What followed was a bitter, war of words between secularists and those of faith, which was somewhat out of context and not particularly informative.
There are indeed doctors in the NHS that do not prescribe the morning after pill; this is not novel, by any means. The UK has such a comprehensive family planning and reproductive health service that it allows for this and has provisions that one doctor may opt out of providing the morning after pill and be replaced by another who is willing to do so, with no inconvenience or disruption to services.
Following Manning’s article I spoke with one Christian GP who does not prescribe the morning after pill on grounds of religious conscience, who was rather irate that this story had demonized Christian doctors and felt it was further proof of what he describes as the “secular monster”.
In fact, he recounted an incident at work a few weeks ago where a lady came in asking for the morning after pill, he spent much time tentatively counselling her and worked a way that she could access the morning after pill which was not directly through him and which did not conflict with his own moral conscience. This is common practice and is not considered by most doctors as neglect or incongruent with a patient’s right to family planning.
I asked other seasoned GPs who prescribe the morning after pill, what their thoughts were and on the whole it was rather supportive, with one doctor saying: “I do prescribe emergency contraception; I cannot see that those doctors have done anything wrong. They have even sign posted those ladies to alternative services.”
Speaking to another GP, who also prescribes the morning after pill, he said: “I admire people with beliefs, doctors should be able to opt out but there should be a colleague to cover”.
Doctors are allowed to have personal beliefs, just as long as these beliefs do not interfere with the rights of the patient and service provision.

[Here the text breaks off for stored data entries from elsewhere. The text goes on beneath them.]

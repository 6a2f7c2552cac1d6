//! Injected sources of non-determinism: time and ticket codes.

use crate::types::TicketCode;
use chrono::{DateTime, Utc};
use rand::Rng;

/// Clock trait - abstracts time operations for testability
pub trait Clock: Send + Sync {
    /// Get the current time
    fn now(&self) -> DateTime<Utc>;
}

/// Wall-clock time.
#[derive(Clone, Copy, Debug, Default)]
pub struct SystemClock;

impl Clock for SystemClock {
    fn now(&self) -> DateTime<Utc> {
        Utc::now()
    }
}

/// Allocates ticket codes.
///
/// Implementations need not guarantee uniqueness themselves: the ticket store
/// rejects a reused code with `DuplicateCode`, which the purchase path turns
/// into a retryable error.
pub trait CodeGenerator: Send + Sync {
    /// Produce the next code
    fn next_code(&self) -> TicketCode;
}

/// Unambiguous alphabet (no `0/O`, `1/I`), 32 symbols.
const CODE_ALPHABET: &[u8; 32] = b"23456789ABCDEFGHJKLMNPQRSTUVWXYZ";

/// Random characters per code (5 bits each).
pub const CODE_LENGTH: usize = 10;

/// Default code prefix.
pub const DEFAULT_CODE_PREFIX: &str = "TKT";

/// Random, human-readable codes such as `TKT-7QK2M9XHRA`.
#[derive(Clone, Debug)]
pub struct RandomCodeGenerator {
    prefix: String,
}

impl RandomCodeGenerator {
    /// Creates a generator with a custom prefix
    #[must_use]
    pub fn with_prefix(prefix: impl Into<String>) -> Self {
        Self {
            prefix: prefix.into(),
        }
    }

    /// The prefix placed before the `-`
    #[must_use]
    pub fn prefix(&self) -> &str {
        &self.prefix
    }
}

impl Default for RandomCodeGenerator {
    fn default() -> Self {
        Self::with_prefix(DEFAULT_CODE_PREFIX)
    }
}

impl CodeGenerator for RandomCodeGenerator {
    fn next_code(&self) -> TicketCode {
        let mut rng = rand::thread_rng();
        let suffix: String = (0..CODE_LENGTH)
            .map(|_| char::from(CODE_ALPHABET[rng.gen_range(0..CODE_ALPHABET.len())]))
            .collect();
        TicketCode::new(format!("{}-{suffix}", self.prefix))
    }
}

The General Medical Council clearly states in Good Medical Practice Guidance what is expected of doctors if they chose to opt out, stating: “You must explain to patients if you have a conscientious objection to a particular procedure. You must tell them about their right to see another doctor and make sure they have enough information to exercise that right. In providing this information you must not imply or express disapproval of the patient’s lifestyle, choices or beliefs. If it is not practical for a patient to arrange to see another doctor, you must make sure that arrangements are made for another suitably qualified colleague to take over your role.”
The GMC in fact further clarified the concept of “conscientious objection” in March 2013 in a document on personal beliefs and medical practice. Transparency on such matters is important for both doctors and the public, but for definitive clarification I contacted the authority on such matters, Niall Dickson, The Chief Executive of the GMC, who said: “Our guidance is clear. Doctors may practise in line with their beliefs and values, as long as they do not prevent patients from accessing appropriate treatments or services.”
“A doctor who has a conscientious objection to a particular treatment, such as supplying the morning after pill, must explain to the patient that she has a right to see another doctor and must make sure she has enough information to do so.”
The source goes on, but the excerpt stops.